I am wearing a gray suit tonight with a pale teal shirt and floral-patterned tie.
Nothing too fancy. I wondered whether Walker would follow my lead, and I am also pleasantly surprised to see that he has, although not identically.
There is a push and pull to his outfit of choice, both following and rebelling in one fell swoop.
He is wearing a white button-down and burgundy tie, but in lieu of a suit, he chose khaki-colored slacks and a navy cardigan sweater.
Very hello, Doctor , with his sleeves rolled up and his smile sunny with excitement and visible nerves.

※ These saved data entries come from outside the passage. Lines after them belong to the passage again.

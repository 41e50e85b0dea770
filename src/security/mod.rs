pub mod signature;

pub use signature::{
    extract_signature, sign_payload, signature_header_value, verify_signature, SIGNATURE_HEADERS,
    SIGNATURE_PREFIX,
};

I want to wrap that tie around his eyes and tell him to open up and take what I give him.
“Well now, doesn’t the jeans and T-shirt wearing doctor clean up nice.
” I grasp Walker’s arm and pull him close for a swift kiss above his healing cut, right where I kissed it when he called me Daddy.
“I’ll take that Jasmine ’75 now,” I tell the waitress as we sit.
I can tell Walker is surprised I went for an immediate display of affection.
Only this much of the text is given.